Now that you know how key man insurance works and how much it costs, you’re probably wondering just how much coverage you’ll need. AXA provides policies with coverage limits ranging from $100,000 to as much as 10x the key person’s compensation.
Just like buying personal life insurance can raise some unknowns, there’s no single way to figure out how much key man coverage you’ll need. But here are some approaches that insurance agents often recommend and that has worked well for small businesses:
- What is the key person’s compensation? Many key man policies are assessed as a 5x-10x multiple of the key person’s compensation (salary+bonus+other perks). For example, if the key person earns $100,000 per year, then you might consider getting, at a minimum, a $500,000 key man policy.
- How much would it cost to replace the key person? The biggest disruption from losing a key person may be the time and money it takes to find a replacement and train that individual. To help figure out how much coverage you need, you can calculate how much money it would take to hire and train a replacement for the key person. You should also factor in the decline to company revenue during the hiring/training period.

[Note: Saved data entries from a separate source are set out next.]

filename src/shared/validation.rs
use lazy_static::lazy_static;
use regex::Regex;

lazy_static! {
    /// Extensions kept on stored upload names
    /// Must be 1-10 ASCII alphanumerics
    /// - Valid: "pdf", "docx", "tar", "7z"
    /// - Invalid: "", "tar.gz", "../x", "p df"
    pub static ref EXTENSION_REGEX: Regex = Regex::new(r"^[A-Za-z0-9]{1,10}$").unwrap();
}

/// Lowercased extension of `filename` if it is safe to reuse on disk.
pub fn safe_extension(filename: &str) -> Option<String> {
    let (stem, ext) = filename.rsplit_once('.')?;
    if stem.is_empty() || !EXTENSION_REGEX.is_match(ext) {
        return None;
    }
    Some(ext.to_ascii_lowercase())
}

/// Treat blank form values as missing.
pub fn non_blank(value: Option<String>) -> Option<String> {
    value
        .map(|v| v.trim().to_string())
        .filter(|v| !v.is_empty())
}
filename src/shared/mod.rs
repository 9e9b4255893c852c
pub mod constants;
pub mod types;
pub mod validation;

#[cfg(test)]
pub mod test_helpers;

- How much has the key person contributed to my business? A key person may have contributed profits, intellectual property, or valuable customers to the business. One guideline for key man policies is to calculate the percentage of company profits that the key person contributed and then multiply that by the number of years it would take to replace the individual.
Example: if the business’ net profits were $1,000,000, and the key person brought in $250,000 in income, they contributed 25% of the company’s profits. If it would take 2 years to find and train a replacement for the key person, you may want to purchase a $250,000 X 2 = $500,000 key person insurance policy.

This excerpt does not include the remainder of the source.